We previously found that 1alpha, 25-dihydroxyvitamin D-3 [1alpha, 25-(OH)(2)-D-3] modulates adipocyte lipid metabolism via a Ca2+-dependent mechanism and inhibits adipocyte UCP2 expression, indicating that the anti-obesity effects of dietary calcium are mediated by suppression of 1a, 25-(OH)(2)-D-3 levels. However, because UCP2 reduces mitochondrial potential, we have evaluated the roles of UCP2, mitochondrial uncoupling, and 1alpha, 25-(OH)(2)-D-3 in adipocyte apoptosis. Overexpressing UCP2 in 3T3-L1 cells induced marked reductions in mitochondrial potential (Deltapsi) and ATP production (P< 0.01), increases in the expression of caspases (P< 0.05), and a decrease in Bcl-2/Bax expression ratio (P< 0.01).
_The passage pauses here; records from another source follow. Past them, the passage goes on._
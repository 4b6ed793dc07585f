// Copyright (c) 2025 Kirky.X
//
// Licensed under the MIT License
// See LICENSE file in the project root for full license information.

/// 仓库实现模块
///
/// 基于 SeaORM 实现领域层定义的仓库接口
pub mod block_repo_impl;
pub mod operation_repo_impl;
pub mod template_repo_impl;
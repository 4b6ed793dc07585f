// Copyright (c) 2025 Kirky.X
//
// Licensed under the MIT License
// See LICENSE file in the project root for full license information.

pub mod block_repository_test;
pub mod operation_repository_test;
pub mod template_repository_test;
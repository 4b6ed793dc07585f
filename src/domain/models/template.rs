// Copyright (c) 2025 Kirky.X
//
// Licensed under the MIT License
// See LICENSE file in the project root for full license information.

use serde::{Deserialize, Serialize};
use serde_json::{Map, Value};
use thiserror::Error;
use uuid::Uuid;

use super::block::Platform;

/// 模板解析错误
#[derive(Error, Debug, Clone, PartialEq)]
pub enum TemplateError {
    /// 步骤定义不是JSON对象
    #[error("template steps must be an object")]
    NotAnObject,
    /// 缺少 step1
    #[error("template has no step1")]
    MissingFirstStep,
    /// 步骤类型无效
    #[error("step {step} is neither a string nor a list of strings")]
    InvalidStep { step: String },
}

/// 模板步骤
///
/// 单个字面量令牌，或若干备选令牌（任一出现即满足）。
#[derive(Debug, Clone, PartialEq, Eq)]
pub enum TemplateStep {
    Token(String),
    AnyOf(Vec<String>),
}

impl TemplateStep {
    /// 解析单个步骤
    ///
    /// 空令牌（如 `"A|"` 中的空备选）会匹配任意块，因此视为无效步骤
    fn parse(key: &str, value: &Value) -> Result<Self, TemplateError> {
        let invalid = || TemplateError::InvalidStep {
            step: key.to_string(),
        };
        let token = |t: &str| {
            if t.is_empty() {
                Err(invalid())
            } else {
                Ok(t.to_string())
            }
        };

        match value {
            Value::String(s) if s.contains('|') => s
                .split('|')
                .map(token)
                .collect::<Result<Vec<_>, _>>()
                .map(TemplateStep::AnyOf),
            Value::String(s) => token(s).map(TemplateStep::Token),
            Value::Array(items) if !items.is_empty() => items
                .iter()
                .map(|item| item.as_str().ok_or_else(invalid).and_then(token))
                .collect::<Result<Vec<_>, _>>()
                .map(TemplateStep::AnyOf),
            _ => Err(invalid()),
        }
    }

    /// 判断步骤是否在HTML中成立
    pub fn matches(&self, html: &str) -> bool {
        match self {
            TemplateStep::Token(token) => html.contains(token.as_str()),
            TemplateStep::AnyOf(tokens) => tokens.iter().any(|t| html.contains(t.as_str())),
        }
    }

    fn to_json(&self) -> Value {
        match self {
            TemplateStep::Token(token) => Value::String(token.clone()),
            TemplateStep::AnyOf(tokens) => {
                Value::Array(tokens.iter().cloned().map(Value::String).collect())
            }
        }
    }
}

/// 块模板
///
/// 由有序步骤 `step1..stepN` 组成，所有步骤都成立时模板匹配。
#[derive(Debug, Clone, PartialEq)]
pub struct BlockTemplate {
    pub id: Uuid,
    pub name: String,
    pub platform: Platform,
    pub priority: i32,
    pub steps: Vec<TemplateStep>,
}

impl BlockTemplate {
    /// 从存储的JSON步骤定义构建模板
    ///
    /// 步骤从 `step1` 开始连续读取，遇到第一个缺失的序号即停止。
    ///
    /// # 参数
    ///
    /// * `id` - 模板ID
    /// * `name` - 模板名称
    /// * `platform` - 所属平台
    /// * `priority` - 优先级，数值越小越先匹配
    /// * `steps` - JSON步骤对象
    ///
    /// # 返回值
    ///
    /// * `Ok(BlockTemplate)` - 解析成功
    /// * `Err(TemplateError)` - 步骤定义无效
    pub fn from_json(
        id: Uuid,
        name: String,
        platform: Platform,
        priority: i32,
        steps: &Value,
    ) -> Result<Self, TemplateError> {
        let object = steps.as_object().ok_or(TemplateError::NotAnObject)?;
        if !object.contains_key("step1") {
            return Err(TemplateError::MissingFirstStep);
        }

        let mut parsed = Vec::new();
        for index in 1.. {
            let key = format!("step{}", index);
            match object.get(&key) {
                Some(value) => parsed.push(TemplateStep::parse(&key, value)?),
                None => break,
            }
        }

        Ok(Self {
            id,
            name,
            platform,
            priority,
            steps: parsed,
        })
    }

    /// 将步骤序列化为存储格式
    pub fn steps_json(&self) -> Value {
        let mut object = Map::new();
        for (index, step) in self.steps.iter().enumerate() {
            object.insert(format!("step{}", index + 1), step.to_json());
        }
        Value::Object(object)
    }

    /// 判断HTML是否满足所有步骤
    pub fn matches(&self, html: &str) -> bool {
        !self.steps.is_empty() && self.steps.iter().all(|step| step.matches(html))
    }
}

/// 模板种子定义
///
/// 启动时从YAML文件加载，写入模板仓库。
#[derive(Debug, Clone, Deserialize, Serialize)]
pub struct TemplateSeed {
    pub name: String,
    pub platform: Platform,
    #[serde(default)]
    pub priority: i32,
    pub steps: Value,
}

impl TemplateSeed {
    /// 转换为模板实体
    pub fn into_template(self) -> Result<BlockTemplate, TemplateError> {
        BlockTemplate::from_json(
            Uuid::new_v4(),
            self.name,
            self.platform,
            self.priority,
            &self.steps,
        )
    }
}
Physiological doses of 1 alpha, 25-(OH)(2)-D-3 (0.1 - 10 nM) restored mitochondrial Delta psi in LI-UCP2 cells and protected against UCP2 overexpression-induced apoptosis ( P< 0.01), whereas a high dose ( 100 nM) stimulated apoptosis in 3T3-L1 and L1-UCP2 cells (P< 0.05). 1 alpha, 25-(OH)(2)-D-3 stimulated cytosolic Ca2+ dose-dependently in both 3T3-L1 and L1-UCP2 cells. However, physiological doses suppressed mitochondrial Ca2+ levels by similar to 50% whereas the high dose increased mitochondrial Ca2+ by 25% (P< 0.05); this explains stimulation of apoptosis by the high dose of 1alpha, 25-(OH)(2)-D-3. Using high-calcium diets to suppress 1alpha, 25-(OH)(2)-D-3 stimulated adipose tissue apoptosis in aP2 transgenic mice ( P< 0.01), suggesting that increasing dietary calcium stimulates adipose apoptosis and thereby further contributes to an anti-obesity effect of dietary calcium.